No estoy mintiendo… del todo.

—¿Estás bien, Mimi? —pregunta, con esa mezcla de preocupación y cariño.

—Sí, sí. Todo bien. ¿Cómo pasaste Navidad?

Tranquilo. Sabés que no soy de festejar mucho. Pero hice videollamada con tus abuelos. Te mandan saludos —suelta un bostezo—Te llamaba para saber si viajás antes del 31 o ese día.

—Ese mismo día. Seguramente temprano. Tengo que dejar algunas cosas listas en la clínica.

Charlamos un minutito más. Tonterías.

Si desayuné, si mi casa es cómoda.

Nada importante… pero me calma. Es un pedacito de sentir que todavía me necesita en su vida.

—Te quiero, pa.

También, Mimi —responde como siempre—. Mandame un mensaje cuando lo tomes. Cuidate y abrígate, por favor.

Lo haré. Cuídate.

Corto.

Respiro hondo. Mi cuerpo está más despierto.

El olor a café y tostadas ahora llena el pasillo.

Quito la traba, abro la puerta y salgo. La casa está iluminada por la luz tenue de la mañana nublada. El viento todavía sopla afuera, aunque mucho más suave que anoche.

Camino hacia la cocina y lo veo.

Alden está de espaldas, en remera y pantalón cómodo, moviendo una sartén con una concentración exageradamente seria. Una nube tibia de vapor sube desde el fuego.

—Buen día… —digo despacio.

Él gira, y su expresión se suaviza al verme.

—Buen día. ¿Dormiste bien?

Asiento.

—Creo que sí. Gracias por… todo. Y por la ropa.

—Te queda bien —dice sin pensarlo, y enseguida aclara la garganta—. Digo… se nota que estás cómoda. Aunque sea el doble de tu tamaño. Y ya te dije que no hace falta agradecerme a cada rato.

Me río bajito.

—¿Te ayudo con algo?

—No. Ya casi está. Preparé café y tostadas. Te debo un desayuno decente después de la noche que te hice pasar.
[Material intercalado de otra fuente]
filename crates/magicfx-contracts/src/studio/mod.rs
mod command_registry;
mod intent_parser;

pub use command_registry::STUDIO_HELP_COMMANDS;
pub use intent_parser::{parse_intent, Intent};
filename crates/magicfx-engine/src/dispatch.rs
use std::path::PathBuf;

use log::{debug, info, warn};
use magicfx_contracts::effects::{EffectDescriptor, EndpointRef, InputKind};
use magicfx_contracts::events::EventSink;
use rand::Rng;
use serde_json::{json, Value};

use crate::session::{Invoke, SessionError, SessionState};
use crate::transport::Argument;

/// Seeds are drawn uniformly from `0..SEED_RANGE`.
pub const SEED_RANGE: u64 = 1_000_000;

/// How an effect's positional arguments are laid out.
#[derive(Debug, Clone, Copy, PartialEq, Eq)]
pub enum ArgumentShape {
    /// `[prompt, seed, randomize_seed, width, height, steps]`
    PromptSeedCanvas,
    /// `[prompt, seed]`
    PromptSeed,
    /// `[file, seed, frames, motion_bucket, fps, noise_aug]`
    FileSeedMotion,
    /// `[file, prompt, seed]`
    FilePromptSeed,
    /// `[file]`
    FileOnly,
}

impl ArgumentShape {
    pub fn takes_file(self) -> bool {
        !matches!(self, Self::PromptSeedCanvas | Self::PromptSeed)
    }

    pub fn takes_prompt(self) -> bool {
        matches!(
            self,
            Self::PromptSeedCanvas | Self::PromptSeed | Self::FilePromptSeed
        )
    }

    pub fn takes_seed(self) -> bool {
        !matches!(self, Self::FileOnly)
    }
}

pub const ARGUMENT_TABLE: &[(&str, ArgumentShape)] = &[
    ("text-to-image", ArgumentShape::PromptSeedCanvas),
    ("text-to-video", ArgumentShape::PromptSeed),
    ("image-to-video", ArgumentShape::FileSeedMotion),
    ("slow-motion", ArgumentShape::FilePromptSeed),
    ("bullet-time", ArgumentShape::FilePromptSeed),
    ("video-styles", ArgumentShape::FilePromptSeed),
    ("threed-parallax", ArgumentShape::FileOnly),
    ("remove-bg", ArgumentShape::FileOnly),
    ("dolly-zoom", ArgumentShape::FileOnly),
    ("upscale", ArgumentShape::FileOnly),
];

pub fn argument_shape(effect: &EffectDescriptor) -> ArgumentShape {
    ARGUMENT_TABLE
        .iter()
        .find(|(id, _)| *id == effect.id)
        .map(|(_, shape)| *shape)
        .unwrap_or(match effect.input_kind {
            InputKind::Video => ArgumentShape::FilePromptSeed,
            _ => ArgumentShape::FileOnly,
        })
}

#[derive(Debug, Clone, Default, PartialEq, Eq)]
pub struct GenerationInput {
    pub prompt: String,
    pub file: Option<PathBuf>,
}

impl GenerationInput {
    /// The typed prompt, or the effect's default when nothing was typed.
    pub fn effective_prompt(&self, effect: &EffectDescriptor) -> String {
        let typed = self.prompt.trim();
        if !typed.is_empty() {
            return typed.to_string();
        }
        effect
            .default_prompt
            .as_deref()
            .map(str::trim)
            .unwrap_or_default()
            .to_string()
    }
}

#[derive(Debug, Clone, PartialEq, Eq, thiserror::Error)]
pub enum InputError {
    #[error("{effect} needs an input file")]
    MissingFile { effect: String },
    #[error("{effect} needs a prompt")]
    MissingPrompt { effect: String },
    #[error("{effect} takes a text prompt, not a file")]
    FileNotAccepted { effect: String },
    #[error("input file {path} does not exist")]
    FileNotFound { path: PathBuf },
    #[error("{path} is not a readable image: {reason}")]
    UnreadableImage { path: PathBuf, reason: String },
}

/// One failed candidate endpoint.
#[derive(Debug, Clone, PartialEq, Eq)]
pub struct EndpointAttempt {
    pub endpoint: EndpointRef,
    pub error: String,
}

#[derive(Debug, thiserror::Error)]
pub enum DispatchError {
    #[error(transparent)]
    Input(#[from] InputError),
    #[error("Client not ready (session is {state})")]
    NotReady { state: SessionState },
    #[error("Failed to run {effect}. The model might be busy or expects different inputs.")]
    AllEndpointsFailed {
        effect: String,
        attempts: Vec<EndpointAttempt>,
    },
    #[error("No usable result returned by the model.")]
    NoUsableResult,
}

impl DispatchError {
    /// Per-endpoint diagnostics for an exhausted fallback chain.
    pub fn attempts(&self) -> &[EndpointAttempt] {
        match self {
            Self::AllEndpointsFailed { attempts, .. } => attempts,
            _ => &[],
        }
    }
}

#[derive(Debug, Clone, PartialEq)]
pub struct GenerationResult {
    pub effect_id: String,
    pub endpoint: EndpointRef,
    pub seed: Option<u64>,
    pub media: Value,
}

impl GenerationResult {
    /// The media location, when the result carries one.
    pub fn media_url(&self) -> Option<&str> {
        if let Some(text) = self.media.as_str() {
            return Some(text);
        }
        ["url", "path"]
            .iter()
            .find_map(|key| self.media.get(*key).and_then(Value::as_str))
            .filter(|value| !value.is_empty())
    }

    pub fn display_text(&self) -> String {
        match self.media_url() {
            Some(url) => url.to_string(),
            None => self.media.to_string(),
        }
    }
}
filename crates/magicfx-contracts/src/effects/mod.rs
mod endpoints;
mod registry;
mod styles;

pub use endpoints::EndpointRef;
pub use registry::{EffectDescriptor, EffectRegistry, InputKind};
pub use styles::{append_style, style_preset, StylePreset, STYLE_PRESETS};
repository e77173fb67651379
use std::fmt;

use indexmap::IndexMap;
use serde::{Deserialize, Serialize};

use super::endpoints::EndpointRef;

#[derive(Debug, Clone, Copy, PartialEq, Eq, Hash, Serialize, Deserialize)]
#[serde(rename_all = "lowercase")]
pub enum InputKind {
    Text,
    Image,
    Video,
}

impl InputKind {
    pub fn as_str(self) -> &'static str {
        match self {
            Self::Text => "text",
            Self::Image => "image",
            Self::Video => "video",
        }
    }

    pub fn parse(raw: &str) -> Option<Self> {
        match raw.trim().to_ascii_lowercase().as_str() {
            "text" => Some(Self::Text),
            "image" => Some(Self::Image),
            "video" => Some(Self::Video),
            _ => None,
        }
    }

    /// Image and video effects take an uploaded file as their primary input.
    pub fn takes_file(self) -> bool {
        !matches!(self, Self::Text)
    }
}

impl fmt::Display for InputKind {
    fn fmt(&self, f: &mut fmt::Formatter<'_>) -> fmt::Result {
        f.pad(self.as_str())
    }
}

#[derive(Debug, Clone, PartialEq, Eq, Serialize, Deserialize)]
pub struct EffectDescriptor {
    pub id: String,
    pub name: String,
    pub description: String,
    pub category: String,
    pub model_id: String,
    pub input_kind: InputKind,
    pub requires_prompt: bool,
    pub default_prompt: Option<String>,
    pub icon: String,
    pub endpoints: Vec<EndpointRef>,
}

impl EffectDescriptor {
    /// Text effects always take a prompt; file effects only when flagged.
    pub fn takes_prompt(&self) -> bool {
        self.input_kind == InputKind::Text || self.requires_prompt
    }
}

#[derive(Debug, Clone)]
pub struct EffectRegistry {
    effects: IndexMap<String, EffectDescriptor>,
}

impl Default for EffectRegistry {
    fn default() -> Self {
        Self::new(None)
    }
}

impl EffectRegistry {
    pub fn new(effects: Option<IndexMap<String, EffectDescriptor>>) -> Self {
        Self {
            effects: effects.unwrap_or_else(default_effects),
        }
    }

    pub fn get(&self, id: &str) -> Option<&EffectDescriptor> {
        self.effects.get(id)
    }

    pub fn list(&self) -> impl Iterator<Item = &EffectDescriptor> {
        self.effects.values()
    }

    pub fn len(&self) -> usize {
        self.effects.len()
    }

    pub fn is_empty(&self) -> bool {
        self.effects.is_empty()
    }

    /// Distinct categories in order of first appearance.
    pub fn categories(&self) -> Vec<String> {
        let mut out: Vec<String> = Vec::new();
        for effect in self.effects.values() {
            if !out.contains(&effect.category) {
                out.push(effect.category.clone());
            }
        }
        out
    }

    pub fn in_category(&self, category: &str) -> Vec<&EffectDescriptor> {
        self.effects
            .values()
            .filter(|effect| effect.category.eq_ignore_ascii_case(category))
            .collect()
    }

    pub fn validate(&self) -> Result<(), String> {
        for (key, effect) in &self.effects {
            if key != &effect.id {
                return Err(format!(
                    "Effect keyed '{key}' carries mismatched id '{}'.",
                    effect.id
                ));
            }
            if effect.model_id.trim().is_empty() {
                return Err(format!("Effect '{key}' has no target model."));
            }
            if effect.endpoints.is_empty() {
                return Err(format!("Effect '{key}' has no candidate endpoints."));
            }
        }
        Ok(())
    }
}

fn default_endpoints() -> Vec<EndpointRef> {
    vec![
        EndpointRef::named("/infer"),
        EndpointRef::named("/predict"),
        EndpointRef::Index(0),
    ]
}

fn default_effects() -> IndexMap<String, EffectDescriptor> {
    let mut map = IndexMap::new();

    let mut insert = |id: &str,
                      name: &str,
                      description: &str,
                      category: &str,
                      model_id: &str,
                      input_kind: InputKind,
                      default_prompt: Option<&str>,
                      icon: &str| {
        map.insert(
            id.to_string(),
            EffectDescriptor {
                id: id.to_string(),
                name: name.to_string(),
                description: description.to_string(),
                category: category.to_string(),
                model_id: model_id.to_string(),
                input_kind,
                requires_prompt: input_kind == InputKind::Video,
                default_prompt: default_prompt.map(str::to_string),
                icon: icon.to_string(),
                endpoints: default_endpoints(),
            },
        );
    };

    insert(
        "text-to-video",
        "Text to Video",
        "Generate video FAST (AnimateDiff Lightning).",
        "Generation",
        "ByteDance/AnimateDiff-Lightning",
        InputKind::Text,
        None,
        "Film",
    );
    insert(
        "image-to-video",
        "Image to Video",
        "Bring still photos to life.",
        "Generation",
        "stabilityai/stable-video-diffusion-img2vid-xt-1-1",
        InputKind::Image,
        None,
        "ImagePlay",
    );
    insert(
        "slow-motion",
        "Super Slow Motion",
        "Smooth out videos (Zeroscope V2).",
        "Effects",
        "cerspense/zeroscope_v2_576w",
        InputKind::Video,
        Some("slow motion, smooth, high frame rate"),
        "Clock",
    );
    insert(
        "bullet-time",
        "Bullet Time",
        "Frozen orbit effect (Matrix Style).",
        "Effects",
        "cerspense/zeroscope_v2_576w",
        InputKind::Video,
        Some("bullet time, matrix style, 360 orbit, frozen action"),
        "Zap",
    );
    insert(
        "threed-parallax",
        "3D Parallax",
        "Transform images into 3D video.",
        "Effects",
        "Google/zoe-depth",
        InputKind::Image,
        None,
        "Move",
    );
    insert(
        "video-styles",
        "AI Video Styles",
        "Apply Anime, Cyberpunk, etc. to video.",
        "Effects",
        "cerspense/zeroscope_v2_576w",
        InputKind::Video,
        None,
        "Wand2",
    );
    insert(
        "text-to-image",
        "Text to Image",
        "FLUX.1 High Quality Generation.",
        "Generation",
        "black-forest-labs/FLUX.1-schnell",
        InputKind::Text,
        None,
        "ImageIcon",
    );
    insert(
        "remove-bg",
        "Remove Background",
        "Transparent background in seconds.",
        "Editing",
        "briaai/RMBG-1.4",
        InputKind::Image,
        None,
        "Scissors",
    );
    insert(
        "dolly-zoom",
        "Dolly Zoom",
        "Cinematic vertigo effect for images.",
        "Effects",
        "Google/zoe-depth",
        InputKind::Image,
        None,
        "MoveDiagonal",
    );
    insert(
        "upscale",
        "4K Upscale",
        "Enhance resolution and quality.",
        "Editing",
        "sczhou/CodeFormer",
        InputKind::Image,
        None,
        "Maximize",
    );

    // The background remover Space publishes its function as /process_image.
    if let Some(effect) = map.get_mut("remove-bg") {
        effect.endpoints.insert(0, EndpointRef::named("/process_image"));
    }

    map
}
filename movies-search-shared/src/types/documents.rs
//! Document types for the search indices.
//!
//! These structs represent entities as they are stored in the search
//! engine. Identifiers are opaque strings, globally unique and stable
//! across sync cycles. Optional fields use `Option` throughout: an absent
//! rating means "unrated", which is distinct from a rating of zero.

use serde::{Deserialize, Serialize};

/// A lightweight person reference embedded in media documents.
///
/// Resolved during transformation from the denormalized extraction
/// snapshot, not via a live join at query time.
#[derive(Debug, Clone, PartialEq, Serialize, Deserialize)]
pub struct PersonRef {
    pub id: String,
    pub name: String,
}

/// Document representation of a media item (film).
///
/// Carries the full denormalized shape: genre names, participant name
/// lists for full-text search, and nested actor/writer sub-documents for
/// identifier-level lookups.
#[derive(Debug, Clone, PartialEq, Serialize, Deserialize)]
pub struct MediaDocument {
    pub id: String,
    pub title: String,
    #[serde(skip_serializing_if = "Option::is_none")]
    pub description: Option<String>,
    /// Rating on a 0-10 scale. `None` means unrated, never zero.
    #[serde(skip_serializing_if = "Option::is_none")]
    pub rating: Option<f64>,
    #[serde(default)]
    pub genres: Vec<String>,
    #[serde(default)]
    pub directors: Vec<String>,
    #[serde(default)]
    pub actors_names: Vec<String>,
    #[serde(default)]
    pub writers_names: Vec<String>,
    #[serde(default)]
    pub actors: Vec<PersonRef>,
    #[serde(default)]
    pub writers: Vec<PersonRef>,
}

/// Document representation of a person.
#[derive(Debug, Clone, PartialEq, Serialize, Deserialize)]
pub struct PersonDocument {
    pub id: String,
    pub name: String,
    /// Media items this person participated in, by identifier. Purely
    /// informational back-references, not referential integrity.
    #[serde(default)]
    pub media_ids: Vec<String>,
}

/// Document representation of a genre.
#[derive(Debug, Clone, PartialEq, Serialize, Deserialize)]
pub struct GenreDocument {
    pub id: String,
    pub name: String,
    #[serde(skip_serializing_if = "Option::is_none")]
    pub description: Option<String>,
    #[serde(default)]
    pub media_ids: Vec<String>,
}

impl MediaDocument {
    /// Create a document with only the required fields set.
    pub fn new(id: impl Into<String>, title: impl Into<String>) -> Self {
        Self {
            id: id.into(),
            title: title.into(),
            description: None,
            rating: None,
            genres: Vec::new(),
            directors: Vec::new(),
            actors_names: Vec::new(),
            writers_names: Vec::new(),
            actors: Vec::new(),
            writers: Vec::new(),
        }
    }
}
—No me la hiciste pasar vos —corrijo—. Fue el clima.

Alden asiente, pero su mirada se queda en mí un segundo más. Como si comprobara que realmente estoy bien.

—¿Y Teo? —pregunto.

—Todavía duerme. Pero debería despertarlo. Con este olor seguro ya está abriendo un ojo.

—Si querés, puedo avisarle yo —digo, mirando la sartén—. En algo puedo ayudar.

Alden sonríe apenas. Una sonrisa cálida, confiada.

—Su puerta está entreabierta. Si querés, adelante. Aunque es un poco quisquilloso.

Asiento y camino hacia el pasillo.

La puerta está apenas abierta, tal como dijo.

Doy un golpecito suave.

—¿Teo…?

Empujo la puerta con cuidado. La habitación está en penumbra, demasiado oscura para distinguir algo más que siluetas difusas.

Frunzo el ceño. Pensé que estaría despierto… o al menos moviéndose.

—¿Teo? —repito en voz baja.

Nada.

Creo que debe estar dormido. ¿Debería dejarlo? No tengo idea de qué hacer en esta situación. No tengo hijos ni hermanos pequeños como para saber cómo despertar a un nene de seis años.

Alden dijo que debería despertarlo.

Así que… son órdenes de su padre.

Un cosquilleo inquieto me sube por la nuca. Camino despacio hasta la ventana, procurando no hacer ruido. Agarro la cortina… y la corro de golpe.